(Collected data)
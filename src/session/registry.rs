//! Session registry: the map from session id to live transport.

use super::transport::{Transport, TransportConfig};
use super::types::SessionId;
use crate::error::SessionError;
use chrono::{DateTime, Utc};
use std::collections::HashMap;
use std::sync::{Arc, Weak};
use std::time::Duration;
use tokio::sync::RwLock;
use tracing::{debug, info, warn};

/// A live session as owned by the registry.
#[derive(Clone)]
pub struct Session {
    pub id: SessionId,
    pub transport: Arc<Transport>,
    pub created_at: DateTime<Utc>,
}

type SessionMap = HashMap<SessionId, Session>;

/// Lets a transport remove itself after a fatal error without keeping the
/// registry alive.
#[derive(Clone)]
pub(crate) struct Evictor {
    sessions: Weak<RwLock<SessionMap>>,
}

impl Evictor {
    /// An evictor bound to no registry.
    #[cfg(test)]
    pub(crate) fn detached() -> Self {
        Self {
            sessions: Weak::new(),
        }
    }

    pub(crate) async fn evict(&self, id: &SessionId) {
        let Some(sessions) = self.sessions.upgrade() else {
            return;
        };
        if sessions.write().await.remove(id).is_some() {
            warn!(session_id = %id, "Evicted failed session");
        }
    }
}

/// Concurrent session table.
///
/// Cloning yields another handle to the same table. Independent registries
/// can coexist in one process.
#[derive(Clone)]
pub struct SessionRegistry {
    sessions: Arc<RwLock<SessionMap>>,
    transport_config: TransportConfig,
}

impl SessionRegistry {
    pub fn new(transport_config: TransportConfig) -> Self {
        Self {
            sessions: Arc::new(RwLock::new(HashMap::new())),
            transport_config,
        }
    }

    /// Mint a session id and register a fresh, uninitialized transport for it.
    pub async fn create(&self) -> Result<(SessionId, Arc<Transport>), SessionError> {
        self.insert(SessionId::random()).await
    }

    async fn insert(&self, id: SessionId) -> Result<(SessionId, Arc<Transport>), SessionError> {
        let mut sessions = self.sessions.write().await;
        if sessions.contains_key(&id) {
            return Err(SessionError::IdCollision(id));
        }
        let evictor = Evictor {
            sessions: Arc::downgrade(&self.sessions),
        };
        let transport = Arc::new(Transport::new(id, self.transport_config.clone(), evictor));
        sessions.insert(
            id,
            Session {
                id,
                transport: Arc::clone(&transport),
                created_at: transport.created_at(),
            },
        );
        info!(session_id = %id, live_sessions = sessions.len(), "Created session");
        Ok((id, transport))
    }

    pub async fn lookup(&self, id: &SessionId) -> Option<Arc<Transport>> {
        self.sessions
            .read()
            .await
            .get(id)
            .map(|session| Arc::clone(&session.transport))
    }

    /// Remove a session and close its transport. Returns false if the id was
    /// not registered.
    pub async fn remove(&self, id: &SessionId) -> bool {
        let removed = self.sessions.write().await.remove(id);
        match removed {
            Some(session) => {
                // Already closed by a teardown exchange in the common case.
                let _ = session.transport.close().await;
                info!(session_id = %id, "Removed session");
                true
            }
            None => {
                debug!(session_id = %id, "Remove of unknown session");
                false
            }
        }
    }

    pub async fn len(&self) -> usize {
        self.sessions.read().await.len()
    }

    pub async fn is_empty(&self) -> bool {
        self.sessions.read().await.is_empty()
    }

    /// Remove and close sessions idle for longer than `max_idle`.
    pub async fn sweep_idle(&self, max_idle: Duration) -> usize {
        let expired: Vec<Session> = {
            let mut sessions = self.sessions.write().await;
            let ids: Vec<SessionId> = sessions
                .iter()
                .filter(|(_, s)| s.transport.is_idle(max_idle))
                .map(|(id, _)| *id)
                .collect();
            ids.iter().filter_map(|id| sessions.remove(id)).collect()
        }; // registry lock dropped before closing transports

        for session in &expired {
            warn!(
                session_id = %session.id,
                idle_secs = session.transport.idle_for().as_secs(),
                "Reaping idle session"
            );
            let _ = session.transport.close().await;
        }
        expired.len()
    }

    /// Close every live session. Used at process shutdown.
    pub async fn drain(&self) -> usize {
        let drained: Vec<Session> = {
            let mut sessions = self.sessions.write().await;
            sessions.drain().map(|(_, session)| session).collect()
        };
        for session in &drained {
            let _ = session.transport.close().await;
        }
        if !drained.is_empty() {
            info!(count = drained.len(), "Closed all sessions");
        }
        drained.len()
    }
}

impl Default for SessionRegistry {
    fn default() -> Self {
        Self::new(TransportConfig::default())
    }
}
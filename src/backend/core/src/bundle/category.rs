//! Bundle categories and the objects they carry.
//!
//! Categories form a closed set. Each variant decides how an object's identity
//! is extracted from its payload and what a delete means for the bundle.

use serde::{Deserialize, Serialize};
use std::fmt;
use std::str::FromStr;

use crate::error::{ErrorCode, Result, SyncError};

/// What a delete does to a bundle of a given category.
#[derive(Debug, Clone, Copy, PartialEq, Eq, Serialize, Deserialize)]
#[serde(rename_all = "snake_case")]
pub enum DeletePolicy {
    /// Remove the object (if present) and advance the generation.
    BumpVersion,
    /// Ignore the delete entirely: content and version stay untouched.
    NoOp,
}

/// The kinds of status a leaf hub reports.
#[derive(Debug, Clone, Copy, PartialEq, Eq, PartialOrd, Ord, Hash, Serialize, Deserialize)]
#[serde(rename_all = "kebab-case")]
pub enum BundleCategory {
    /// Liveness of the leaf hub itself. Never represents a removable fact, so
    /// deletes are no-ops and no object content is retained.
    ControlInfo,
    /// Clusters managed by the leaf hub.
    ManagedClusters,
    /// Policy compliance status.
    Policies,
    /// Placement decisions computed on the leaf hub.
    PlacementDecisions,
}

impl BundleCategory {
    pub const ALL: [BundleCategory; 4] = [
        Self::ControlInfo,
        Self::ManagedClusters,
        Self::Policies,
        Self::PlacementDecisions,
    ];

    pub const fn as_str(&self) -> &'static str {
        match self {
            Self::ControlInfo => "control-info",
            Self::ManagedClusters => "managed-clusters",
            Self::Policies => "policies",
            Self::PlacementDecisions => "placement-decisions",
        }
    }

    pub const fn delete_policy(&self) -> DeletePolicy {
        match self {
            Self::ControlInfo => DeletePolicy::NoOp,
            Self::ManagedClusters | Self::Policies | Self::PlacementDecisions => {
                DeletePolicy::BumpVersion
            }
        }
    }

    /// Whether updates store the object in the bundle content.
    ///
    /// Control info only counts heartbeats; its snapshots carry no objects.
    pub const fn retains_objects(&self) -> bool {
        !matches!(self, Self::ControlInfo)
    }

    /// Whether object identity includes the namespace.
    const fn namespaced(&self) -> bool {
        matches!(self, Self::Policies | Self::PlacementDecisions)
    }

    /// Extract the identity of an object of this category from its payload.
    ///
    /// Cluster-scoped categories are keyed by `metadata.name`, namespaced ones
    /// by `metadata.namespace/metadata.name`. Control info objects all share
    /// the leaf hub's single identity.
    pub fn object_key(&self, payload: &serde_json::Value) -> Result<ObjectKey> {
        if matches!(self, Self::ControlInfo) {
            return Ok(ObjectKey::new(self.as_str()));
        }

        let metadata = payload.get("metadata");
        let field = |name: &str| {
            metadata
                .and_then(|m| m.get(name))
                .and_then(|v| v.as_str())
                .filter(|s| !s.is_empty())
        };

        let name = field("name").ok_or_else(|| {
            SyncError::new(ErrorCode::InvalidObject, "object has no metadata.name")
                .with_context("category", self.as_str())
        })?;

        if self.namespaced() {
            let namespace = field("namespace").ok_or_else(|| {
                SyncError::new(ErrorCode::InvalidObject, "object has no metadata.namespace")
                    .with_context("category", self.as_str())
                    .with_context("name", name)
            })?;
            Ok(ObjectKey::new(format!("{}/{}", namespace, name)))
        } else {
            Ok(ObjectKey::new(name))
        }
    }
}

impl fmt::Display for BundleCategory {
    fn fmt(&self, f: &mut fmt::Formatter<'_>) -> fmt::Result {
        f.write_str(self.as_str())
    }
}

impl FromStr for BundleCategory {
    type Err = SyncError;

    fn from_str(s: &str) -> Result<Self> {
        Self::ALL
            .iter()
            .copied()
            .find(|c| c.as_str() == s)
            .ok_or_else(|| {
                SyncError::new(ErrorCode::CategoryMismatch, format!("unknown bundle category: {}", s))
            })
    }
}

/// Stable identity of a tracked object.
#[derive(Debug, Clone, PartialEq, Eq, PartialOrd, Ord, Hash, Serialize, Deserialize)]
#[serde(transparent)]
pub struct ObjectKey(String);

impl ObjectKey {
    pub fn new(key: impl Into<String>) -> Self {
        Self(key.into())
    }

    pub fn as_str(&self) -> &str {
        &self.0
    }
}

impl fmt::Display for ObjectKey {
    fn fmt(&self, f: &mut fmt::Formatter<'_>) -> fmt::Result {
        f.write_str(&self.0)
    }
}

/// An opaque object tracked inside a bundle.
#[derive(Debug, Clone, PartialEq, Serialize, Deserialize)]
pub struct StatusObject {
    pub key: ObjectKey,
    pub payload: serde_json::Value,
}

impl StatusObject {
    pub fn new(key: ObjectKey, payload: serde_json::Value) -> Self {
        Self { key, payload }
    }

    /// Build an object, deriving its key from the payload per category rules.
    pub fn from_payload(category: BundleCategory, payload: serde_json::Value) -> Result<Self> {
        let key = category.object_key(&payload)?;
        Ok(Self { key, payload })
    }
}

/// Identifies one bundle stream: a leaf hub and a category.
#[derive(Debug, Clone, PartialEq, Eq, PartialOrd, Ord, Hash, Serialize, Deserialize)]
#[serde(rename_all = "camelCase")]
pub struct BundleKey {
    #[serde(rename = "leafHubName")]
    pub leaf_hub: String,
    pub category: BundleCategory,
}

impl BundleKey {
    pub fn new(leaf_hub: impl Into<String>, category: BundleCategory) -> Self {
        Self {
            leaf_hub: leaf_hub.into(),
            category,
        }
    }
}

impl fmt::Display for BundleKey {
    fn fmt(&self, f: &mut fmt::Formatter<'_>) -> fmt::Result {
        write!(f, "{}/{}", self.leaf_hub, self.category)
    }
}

How to complete this task - Search the entries for the word "warn", then copy every line in which it is found.

Problem solution -
use tracing::{debug, info, warn};
            warn!(session_id = %id, "Evicted failed session");
            warn!(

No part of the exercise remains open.